You have made a decision to start exercising? It is prove that people quit due to their high expectations, so we recommend for you to start slowly.
1. Exercises for back strengthening
- The muscles in the back are really important for standing straight, stability and make physical activity easier to be done.
- Lie on the floor and stretch the upper part of the body as much as you can. Repeat the stretching in three series, 15 exercises each, then clutch your hands behind your neck and gradually move the upper part of the body up.
- While lying on the stomach, fold your arms on the elbows and put your forehead between your palms. Lift one leg after the other up, then both of your legs up, and repeat the whole exercise 10 times.
- Lie on your stomach and stretch your arms along your body.
- Put your palms on the lumbar part of the back. Bend your knees, and hold your head so that your forehead is slant on the rug.

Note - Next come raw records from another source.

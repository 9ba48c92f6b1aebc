//! 边界错误渲染

use axum::{
    Json,
    http::{HeaderValue, StatusCode, header},
    response::{IntoResponse, Response},
};
use mcpgw_errors::{AppError, ErrorCategory, SecretMasker, Severity};
use tracing::{error, warn};

/// 将错误渲染为 `{code, message, data}` 响应，消息中的密钥先被掩码
pub fn render_error(err: &AppError, masker: &SecretMasker) -> Response {
    let status =
        StatusCode::from_u16(err.status_code()).unwrap_or(StatusCode::INTERNAL_SERVER_ERROR);

    match err.severity() {
        Severity::Critical | Severity::High if status.is_server_error() => {
            error!(category = %err.category(), message = %masker.mask(err.message()), "Request failed")
        }
        _ if status.is_server_error() => {
            warn!(category = %err.category(), message = %masker.mask(err.message()), "Request failed")
        }
        _ => {}
    }

    let mut response = (status, Json(err.to_boundary(masker))).into_response();
    if err.category() == ErrorCategory::RateLimit {
        if let Some(secs) = err.metadata().get("retryAfter").and_then(|v| v.as_u64()) {
            response
                .headers_mut()
                .insert(header::RETRY_AFTER, HeaderValue::from(secs));
        }
    }
    response
}

#[cfg(test)]
mod tests {
    use super::*;
    use axum::body::to_bytes;
    use mcpgw_errors::BoundaryError;

    async fn body_of(response: Response) -> BoundaryError {
        let bytes = to_bytes(response.into_body(), usize::MAX).await.unwrap();
        serde_json::from_slice(&bytes).unwrap()
    }

    #[tokio::test]
    async fn test_boundary_shape_and_status() {
        let masker = SecretMasker::new();
        let response = render_error(&AppError::authentication("Token has expired"), &masker);
        assert_eq!(response.status(), StatusCode::UNAUTHORIZED);

        let body = body_of(response).await;
        assert_eq!(body.code, "AUTHENTICATION");
        assert_eq!(body.message, "Token has expired");
        assert_eq!(body.data["retryable"], false);
        assert!(body.data.contains_key("recoveryAction"));
        assert!(body.data.contains_key("timestamp"));
    }

    #[tokio::test]
    async fn test_secrets_masked() {
        let masker = SecretMasker::new().with_secret("client-secret-value-0123456789");
        let err = AppError::network("POST failed: client_secret=client-secret-value-0123456789");
        let body = body_of(render_error(&err, &masker)).await;
        assert!(!body.message.contains("client-secret-value"));
    }

    #[tokio::test]
    async fn test_rate_limit_sets_retry_after() {
        let response = render_error(&AppError::rate_limited("slow down", 42), &SecretMasker::new());
        assert_eq!(response.status(), StatusCode::TOO_MANY_REQUESTS);
        assert_eq!(response.headers()["Retry-After"], "42");
        let body = body_of(response).await;
        assert_eq!(body.data["retryAfter"], 42);
    }

    #[tokio::test]
    async fn test_circuit_open_is_503() {
        let response = render_error(&AppError::circuit_open("identity", 100), &SecretMasker::new());
        assert_eq!(response.status(), StatusCode::SERVICE_UNAVAILABLE);
    }
}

Move the upper part of your back up and down stretch your arms and legs, then get back to the initial position.
- It is very important after exercising to repeat the stretching exercises once again, in order to relax your body.
Home exercising equipment
The home equipment can be very practical and effective. You can have a whole aerobic practice at home, with many positive results: activation of big muscle groups, reduction of the under skin fat tissue and calories, strengthening the blood vessels, condition improvement and the whole body endurance. At the same time it reduces the stress, so you can practice exercising after the hard working day.
2. Exercises for the abs
This is a part of the body that during the year gets loosen, so you have to be very persistent if you want to have nice and flat belly.

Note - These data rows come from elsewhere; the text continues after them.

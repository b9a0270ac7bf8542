use super::INSUFFICIENT_INFO;

pub fn support_answer_prompt(context: &str, question: &str) -> String {
    // The contract is explicit:
    // - Answer from the supplied context ONLY.
    // - Emit the fixed phrase when the context does not contain the answer.
    format!(
        r#"You are a helpful customer-support agent.

Rules (non-negotiable):
1) Answer clearly and concisely using ONLY the context below.
2) Do not use any knowledge that is not in the context.
3) If the context does not contain the answer, reply exactly: {INSUFFICIENT_INFO}

Context:
{context}

Question: {question}
Answer:"#
    )
}

#[cfg(test)]
mod tests {
    use super::*;

    #[test]
    fn prompt_carries_context_question_and_refusal_phrase() {
        let prompt = support_answer_prompt("Orders ship in 2 days.", "When does my order ship?");
        assert!(prompt.contains("ONLY the context"));
        assert!(prompt.contains("Orders ship in 2 days."));
        assert!(prompt.contains("Question: When does my order ship?"));
        assert!(prompt.contains(INSUFFICIENT_INFO));
    }
}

- There are numerous exercises for it. Lie on the floor and lift the upper part of the body, whilst the lower part is on the floor.
- Do a series of exercises with lifting the lower part of the body, and the upper part should stay on the floor. Another possibility is the riding a bike exercise in the air, or a series of exercises in which you lift the upper part of the body towards your opposite leg. In the end lie on the side and lift one leg after another, then switch side and repeat the exercise with the other leg. Do the exercise with the lower part of the body in the air, while the upper part should stay on the rug.
3. Shoulder exercises
- We all know that the hardest part is starting with exercises at the first place. But if you consider it as a fun activity, then you’ll like it in time.

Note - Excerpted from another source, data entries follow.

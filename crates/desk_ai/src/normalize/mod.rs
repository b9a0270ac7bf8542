use desk_core::error::AppError;
use serde::{Deserialize, Serialize};

use crate::language::{LanguageDetector, LanguageTag};
use crate::translate::Translator;

/// Per-request working state. Created at pipeline entry, consumed within one
/// invocation, never persisted.
#[derive(Debug, Clone, PartialEq, Eq, Serialize, Deserialize)]
pub struct QueryContext {
    pub original_text: String,
    pub detected_language: LanguageTag,
    pub canonical_text: String,
    /// True when detection failed or was unreliable and the canonical
    /// language was assumed rather than observed.
    pub detection_advisory: bool,
}

/// Language edge of the pipeline: canonicalize inbound queries, restore the
/// user's language on the outbound answer.
pub struct Normalizer<'a> {
    detector: &'a dyn LanguageDetector,
    translator: &'a dyn Translator,
}

impl<'a> Normalizer<'a> {
    pub fn new(detector: &'a dyn LanguageDetector, translator: &'a dyn Translator) -> Self {
        Self {
            detector,
            translator,
        }
    }

    /// Detect the query language and produce its canonical form. Detection
    /// is fail-open; a translation failure propagates to the caller.
    pub fn normalize(&self, query: &str) -> Result<QueryContext, AppError> {
        let detection = self.detector.detect(query);

        let canonical_text = if detection.language.is_canonical() {
            query.to_string()
        } else {
            self.translator
                .translate(query, &LanguageTag::canonical())?
        };

        Ok(QueryContext {
            original_text: query.to_string(),
            detected_language: detection.language,
            canonical_text,
            detection_advisory: detection.advisory,
        })
    }

    /// Identity for canonical-language queries; otherwise translate the
    /// answer back into the detected language.
    pub fn denormalize(&self, text: &str, language: &LanguageTag) -> Result<String, AppError> {
        if language.is_canonical() {
            return Ok(text.to_string());
        }
        self.translator.translate(text, language)
    }
}

#[cfg(test)]
mod tests {
    use super::*;
    use crate::language::Detection;
    use std::sync::atomic::{AtomicUsize, Ordering};

    struct FixedDetector(Detection);

    impl LanguageDetector for FixedDetector {
        fn detect(&self, _text: &str) -> Detection {
            self.0.clone()
        }
    }

    struct CountingTranslator {
        calls: AtomicUsize,
    }

    impl CountingTranslator {
        fn new() -> Self {
            Self {
                calls: AtomicUsize::new(0),
            }
        }
    }

    impl Translator for CountingTranslator {
        fn translate(&self, text: &str, target: &LanguageTag) -> Result<String, AppError> {
            self.calls.fetch_add(1, Ordering::SeqCst);
            Ok(format!("{}:{}", target.as_str(), text))
        }
    }

    #[test]
    fn canonical_round_trip_never_translates() {
        let detector = FixedDetector(Detection {
            language: LanguageTag::canonical(),
            advisory: false,
        });
        let translator = CountingTranslator::new();
        let normalizer = Normalizer::new(&detector, &translator);

        let ctx = normalizer.normalize("what are your hours").expect("normalize");
        assert_eq!(ctx.canonical_text, "what are your hours");
        assert!(!ctx.detection_advisory);

        let out = normalizer
            .denormalize("9am-5pm", &ctx.detected_language)
            .expect("denormalize");
        assert_eq!(out, "9am-5pm");
        assert_eq!(translator.calls.load(Ordering::SeqCst), 0);
    }

    #[test]
    fn detection_failure_falls_open_with_advisory_flag() {
        let detector = FixedDetector(Detection::assumed_canonical());
        let translator = CountingTranslator::new();
        let normalizer = Normalizer::new(&detector, &translator);

        let ctx = normalizer.normalize("zzzz").expect("normalize");
        assert!(ctx.detected_language.is_canonical());
        assert!(ctx.detection_advisory);
        assert_eq!(translator.calls.load(Ordering::SeqCst), 0);
    }

    #[test]
    fn non_canonical_query_translates_both_ways() {
        let detector = FixedDetector(Detection {
            language: LanguageTag::new("spa"),
            advisory: false,
        });
        let translator = CountingTranslator::new();
        let normalizer = Normalizer::new(&detector, &translator);

        let ctx = normalizer.normalize("¿cuál es el horario?").expect("normalize");
        assert_eq!(ctx.canonical_text, "eng:¿cuál es el horario?");

        let out = normalizer
            .denormalize("9am-5pm", &ctx.detected_language)
            .expect("denormalize");
        assert_eq!(out, "spa:9am-5pm");
        assert_eq!(translator.calls.load(Ordering::SeqCst), 2);
    }
}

- Fitness instructors say that every exercise is useful until it’s done with pleasure, which is a good way of thinking. If you are a lazy person, not being able to wake up easily in the morning, then we suggest exercises on the floor.
- Before or after the abs exercises, you can lift your legs in the air, stretching your body as much as you can. Combine the exercises, move your legs behind your head, then ride a bike in the air.
4. Stir your deep muscles
- Exercises on Pilates’ ball can be really fun. The ball is unstable, so when exercising, we oppose the gravity, by activating a lot of deep muscles. Deep muscles strengthening can be good against back injuries, knees, shoulders and ankles.
- Sitting on the ball activates the back muscles and the abs. Therefore, in induces the straight back posture.
- Try jumping up and down while sitting on the ball, at the same time having fun and burning calories.
- The ball’s volume is quite important, because when you seat on it, the hips and the knees should create a 90 degrees angle.